Санкт-Петербургская быль - Зиновий Исаакович Фазин

Санкт-Петербургская быль

События, о которых рассказывает «Санкт-петербургская быль», происходили около ста лет назад – в 70-х годах прошлого века в России. Судьбы героев повести, их жизнь, дела оставили заметный след в истории тех лет. Передовая часть общества с глубоким сочувствием следила за самоотверженной борьбой революционеров, которых В.И. Ленин называл «лучшими людьми своего времени». В повести перед вами предстанет один из драматических эпизодов, тесно связанный с этой борьбой и привлекший к себе в свое время внимание всего русского общества.

Читать Санкт-Петербургская быль (Фазин) полностью

З. Фазин.

САНКТ-ПЕТЕРБУРГСКАЯ БЫЛЬ

(Документальная повесть)


Глава первая.

День в декабре

1

Почти в канун нового, 1878 года умер Некрасов. Хоронили великого поэта 30 декабря – день, который, по свидетельствам современников, был ясным, но люто морозным. В голубом небе студено искрилось солнце, а внизу мела поземка. И все же давно Петербург не видел такого скопления людей на улицах, как в тот день.

Те же современники свидетельствуют еще о другом. Столь великое скопление народа на похоронах покойного певца «Музы мести и печали» причинило немалое беспокойство петербургскому градоначальнику Трепову. Наблюдение за порядком в тогдашней столице империи лежало на нем. При всем своем могуществе градоначальник, понятно, не мог запретить похороны, однако о кое-каких мерах предосторожности позаботился, и некоторые из них могли показаться весьма странными.

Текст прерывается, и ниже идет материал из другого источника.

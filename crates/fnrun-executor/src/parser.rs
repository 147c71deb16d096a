//! Turns captured sandbox output into a structured outcome.

use crate::supervisor::{RunReport, SandboxState};
use fnrun_common::{ErrorKind, ExecutionError, FnrunError};
use serde_json::{json, Value};

/// stderr kept in error details and success logs.
pub const MAX_STDERR_BYTES: usize = 64 * 1024;

#[derive(Debug, Clone, PartialEq)]
pub struct ExecutionOutcome {
    pub success: bool,
    pub result: Value,
    pub error: Option<ExecutionError>,
    pub logs: Option<String>,
}

impl ExecutionOutcome {
    pub fn failed(error: ExecutionError) -> Self {
        Self {
            success: false,
            result: Value::Null,
            error: Some(error),
            logs: None,
        }
    }

    /// Bytes of what the caller receives: the result on success, the error otherwise.
    pub fn response_size(&self) -> u64 {
        let bytes = match &self.error {
            None => serde_json::to_vec(&self.result),
            Some(error) => serde_json::to_vec(error),
        };
        bytes.map(|b| b.len() as u64).unwrap_or(0)
    }
}

impl From<&FnrunError> for ExecutionOutcome {
    fn from(err: &FnrunError) -> Self {
        Self::failed(ExecutionError::from(err))
    }
}

/// Whitespace-only output is `null`, valid JSON is used as-is, anything else
/// is wrapped as `{"raw_output": ...}`.
pub fn parse_stdout(stdout: &[u8]) -> Value {
    let text = String::from_utf8_lossy(stdout);
    let trimmed = text.trim();
    if trimmed.is_empty() {
        return Value::Null;
    }
    match serde_json::from_str::<Value>(trimmed) {
        Ok(value) => value,
        Err(_) => json!({ "raw_output": text.trim_end_matches(['\r', '\n']) }),
    }
}

/// Keeps the tail of `bytes`, where the interesting part of a traceback lives.
fn bounded_text(bytes: &[u8]) -> Option<String> {
    if bytes.is_empty() {
        return None;
    }
    let start = bytes.len().saturating_sub(MAX_STDERR_BYTES);
    let text = String::from_utf8_lossy(&bytes[start..]);
    let text = text.trim_end();
    (!text.is_empty()).then(|| text.to_string())
}

/// Classifies a finished run. Only a clean exit counts as success; stdout of
/// a crashed or timed-out sandbox is never reported as a result.
pub fn interpret(report: &RunReport) -> ExecutionOutcome {
    let stderr = bounded_text(&report.stderr);
    match report.state {
        SandboxState::Completed => ExecutionOutcome {
            success: true,
            result: parse_stdout(&report.stdout),
            error: None,
            logs: stderr,
        },
        SandboxState::TimedOut => ExecutionOutcome::failed(ExecutionError {
            stderr,
            ..ExecutionError::from(&FnrunError::TimedOut(report.timeout))
        }),
        _ => {
            let message = if let Some(failure) = &report.failure {
                failure.clone()
            } else if report.oom_killed {
                "killed: memory limit exceeded".to_string()
            } else {
                match report.exit_code {
                    Some(code) => format!("process exited with code {code}"),
                    None => "sandbox stopped unexpectedly".to_string(),
                }
            };
            ExecutionOutcome::failed(ExecutionError {
                kind: ErrorKind::Crashed,
                message,
                exit_code: report.exit_code,
                stderr,
            })
        }
    }
}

С десяти утра того памятного дня Трепов принимал просителей в служебных апартаментах своего градоначальства. Высокое звание Трепова – генерал-адъютант – обязывало просителей, обращаясь к нему, говорить: «Ваше превосходительство». На что генерал, милостиво наклонив седую голову, отвечал: «Слушаю, братец». Или: «Слушаю, сестрица, чем обязан?»

Кончив прием, Трепов спросил у своего помощника и телохранителя майора Курнеева:

– Что, любезнейший, тоже ведь горюешь небось по Некрасову?

– Я-с? – отозвался дюжий с виду майор и даже руками всплеснул от изумления. – Мы-с?

– Ты-с, ты-с, братец, – с усмешкой проговорил Трепов. – Я бы его знаешь где похоронил? Там, где Макар телят не гонял. Вот как-с!

– Ваше превосходительство, так я же то самое говорю! Кому печаль, а кому и полпечали нет! Пускай эти, значит, как их, социалисты убиваются да всякие там, которые неблагонадежные. А я человек-с православный, верующий, преданный престолу и отечеству-с. Мне-то что этот Некрасов, хоть он и был в известности?

– Ага! Признаешь!..

– Упаси бог, ваше…

– Помолчи!..

Трепов ходил по опустевшей приемной взад и вперед, кряжистый, совсем седой, но еще с очень бравой выправкой, хотя и было ему далеко за шестьдесят. Генеральская шинель на дородной фигуре старика была надета в опашку, – так он предпочитал носить свою шинель даже в служебные часы (впрочем, только в тех случаях, когда имел дело с низшими чинами да с теми, кого зовут «меньшим братом», а попросту – народом). В столице поговаривали, что самолюбию градоначальника очень льстило, когда его манеру носить шинель в опашку (то есть не надевая в рукава, а только накинув ее на плечи) называют «треповской».

Майора Курнеева никакие манеры не отличали, кроме одной: он выказывал себя обычно более тупым, чем был на самом деле. Уже пожилой, тучный, он жил надеждой дослужиться до подполковничьих погон и пенсии.